For more details on proper produce washing, watch our video.

Answered March 27, 2020

What recommendations are there for food delivery shipments at hospitals and long-term care facilities to help decrease the risk of COVID-19 transmission from vendors? Are there any recommendations for food service staff in these types of facilities to help reduce the spread of COVID-19?

There is currently no evidence to show food or food packaging as a means of transmission for COVID-19. It may be possible for viruses to survive on surfaces and objects, though, reinforcing the need to observe proper hygiene and food safety practices.

Hospitals and other facilities may limit access vendors and third parties have to their buildings during the current COVID-19 outbreak. Food suppliers that previously were able to deliver food indoors may be required to leave packages outside, and staff may be required to bring them inside to align with physical distancing measures. The Academy's Dietetic Practice Group, Dietetics in Health Care Communities, recently recorded a webinar on Front and Back of House Precautions for nutrition and dietetics practitioners working in these settings. Local and state health departments also may have guidelines established during this pandemic and should be consulted.

Regular handwashing, along with routine cleaning and disinfecting, especially all frequently touched surfaces, remain the most effective ways to reduce the spread of COVID-19 and are essential in any food service setting. Additional information regarding Food Safety and the Coronavirus Disease 2019 (COVID-19) is available on the U.S. Food and Drug Administration's website.

Answered March 26, 2020

I've noticed grocery stores running low on items, does this mean there is a food shortage?

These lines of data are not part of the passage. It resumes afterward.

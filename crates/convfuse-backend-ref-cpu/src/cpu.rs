use convfuse::ops::{
    bilinear, interpolation_weights, Activation, Conv2dGeometry, ConvPadding, MirrorPadMode,
    Paddings, ResizeSize, Strides,
};
use convfuse::{with_element_type, DType, Element, KernelError, KernelResult, Shape, Tensor};

fn nhwc_dims(tensor: &Tensor, op: &str) -> KernelResult<[usize; 4]> {
    tensor.shape().as_nhwc().ok_or_else(|| {
        KernelError::shape_mismatch(format!(
            "{op} expects a rank-4 NHWC tensor, got {:?}",
            tensor.dims()
        ))
    })
}

fn ensure_same_dtype(op: &str, lhs: &Tensor, rhs: &Tensor) -> KernelResult<()> {
    if lhs.dtype() != rhs.dtype() {
        tracing::debug!(op, lhs = %lhs.dtype(), rhs = %rhs.dtype(), "dtype mismatch");
        return Err(KernelError::DTypeMismatch {
            expected: lhs.dtype(),
            actual: rhs.dtype(),
        });
    }
    Ok(())
}

/// Direct NHWC x HWIO convolution with a zero border.
///
/// Each output sums `(kh, kw, ci)` terms in that order in f64 and rounds once.
pub fn conv2d(
    input: &Tensor,
    filter: &Tensor,
    strides: Strides,
    padding: ConvPadding,
) -> KernelResult<Tensor> {
    ensure_same_dtype("conv2d", input, filter)?;
    let geometry = Conv2dGeometry::new(
        nhwc_dims(input, "conv2d")?,
        filter.shape(),
        strides,
        padding,
    )?;
    with_element_type!(input.dtype(), E => {
        let values = conv2d_typed::<E>(
            input.as_slice::<E>()?,
            filter.as_slice::<E>()?,
            &geometry,
        )?;
        Tensor::from_vec(geometry.output_shape(), values)
    })
}

fn conv2d_typed<E: Element>(
    input: &[E],
    filter: &[E],
    g: &Conv2dGeometry,
) -> KernelResult<Vec<E>> {
    let mut out = Vec::with_capacity(g.output_len()?);
    for n in 0..g.batch {
        for oy in 0..g.out_h {
            for ox in 0..g.out_w {
                for co in 0..g.out_depth {
                    let mut acc = 0.0f64;
                    for kh in 0..g.filter_h {
                        let Some(y) = g.input_row(oy, kh) else {
                            continue;
                        };
                        for kw in 0..g.filter_w {
                            let Some(x) = g.input_col(ox, kw) else {
                                continue;
                            };
                            for ci in 0..g.in_depth {
                                let xv = input[((n * g.in_h + y) * g.in_w + x) * g.in_depth + ci];
                                let wv = filter
                                    [((kh * g.filter_w + kw) * g.in_depth + ci) * g.out_depth + co];
                                acc += xv.to_f64() * wv.to_f64();
                            }
                        }
                    }
                    out.push(E::from_f64(acc));
                }
            }
        }
    }
    Ok(out)
}

/// Bilinear resize of an NHWC tensor. The output is always F32.
pub fn resize_bilinear(
    input: &Tensor,
    size: ResizeSize,
    align_corners: bool,
) -> KernelResult<Tensor> {
    let [batch, in_h, in_w, depth] = nhwc_dims(input, "resize_bilinear")?;
    if in_h == 0 || in_w == 0 {
        return Err(KernelError::invalid_argument(
            "resize_bilinear input must have positive spatial size",
        ));
    }
    let ys = interpolation_weights(in_h, size.height, align_corners);
    let xs = interpolation_weights(in_w, size.width, align_corners);
    let source: Vec<f32> = with_element_type!(input.dtype(), E => {
        input.as_slice::<E>()?.iter().map(|v| v.to_f32()).collect()
    });
    let at =
        |n: usize, y: usize, x: usize, c: usize| source[((n * in_h + y) * in_w + x) * depth + c];

    let mut out = Vec::with_capacity(batch * size.height * size.width * depth);
    for n in 0..batch {
        for yi in &ys {
            for xi in &xs {
                for c in 0..depth {
                    out.push(bilinear(
                        at(n, yi.lower, xi.lower, c),
                        at(n, yi.lower, xi.upper, c),
                        at(n, yi.upper, xi.lower, c),
                        at(n, yi.upper, xi.upper, c),
                        xi.lerp,
                        yi.lerp,
                    ));
                }
            }
        }
    }
    Tensor::from_vec(Shape::new(vec![batch, size.height, size.width, depth]), out)
}

/// Mirror padding of all four NHWC dimensions.
pub fn mirror_pad(
    input: &Tensor,
    paddings: &Paddings,
    mode: MirrorPadMode,
) -> KernelResult<Tensor> {
    let dims = nhwc_dims(input, "mirror_pad")?;
    paddings.validate_mirror(dims, mode)?;
    let padded = paddings.padded_dims(dims);
    let [in_n, in_h, in_w, in_c] = dims;
    let [out_n, out_h, out_w, out_c] = padded;

    with_element_type!(input.dtype(), E => {
        let source = input.as_slice::<E>()?;
        let mut out = Vec::with_capacity(out_n * out_h * out_w * out_c);
        for n in 0..out_n {
            let sn = mode.source_index(n, paddings.dim(0)[0], in_n);
            for y in 0..out_h {
                let sy = mode.source_index(y, paddings.dim(1)[0], in_h);
                for x in 0..out_w {
                    let sx = mode.source_index(x, paddings.dim(2)[0], in_w);
                    for c in 0..out_c {
                        let sc = mode.source_index(c, paddings.dim(3)[0], in_c);
                        out.push(source[((sn * in_h + sy) * in_w + sx) * in_c + sc]);
                    }
                }
            }
        }
        Tensor::from_vec(Shape::new(padded.to_vec()), out)
    })
}

/// Adds a `[C]` bias along the last axis.
pub fn bias_add(input: &Tensor, bias: &Tensor) -> KernelResult<Tensor> {
    ensure_same_dtype("bias_add", input, bias)?;
    let channels = input.dims().last().copied().unwrap_or(0);
    if bias.dims() != [channels] {
        return Err(KernelError::shape_mismatch(format!(
            "bias_add expects bias of shape [{channels}], got {:?}",
            bias.dims()
        )));
    }
    with_element_type!(input.dtype(), E => {
        let bias = bias.as_slice::<E>()?;
        let values: Vec<E> = input
            .as_slice::<E>()?
            .iter()
            .enumerate()
            .map(|(idx, v)| E::from_f64(v.to_f64() + bias[idx % channels].to_f64()))
            .collect();
        Tensor::from_vec(input.shape().clone(), values)
    })
}

pub fn activation(input: &Tensor, activation: Activation) -> KernelResult<Tensor> {
    with_element_type!(input.dtype(), E => {
        let values: Vec<E> = input
            .as_slice::<E>()?
            .iter()
            .map(|v| E::from_f64(activation.apply(v.to_f64())))
            .collect();
        Tensor::from_vec(input.shape().clone(), values)
    })
}

pub fn cast(input: &Tensor, dtype: DType) -> Tensor {
    input.cast(dtype)
}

According to the USDA, there are currently no food shortages. If grocery shelves are low in certain food items or supplies this is an issue with inventory or how much the store ordered based on what it expected to sell. A recent and unexpected increase in demand for groceries and non-food items has left many stores with little time to restock shelves.

FEMA is asking individuals to only buy enough groceries for one week. The United States Department of Agriculture and the U.S. Food and Drug Administration are closely monitoring the food supply chain for any shortages.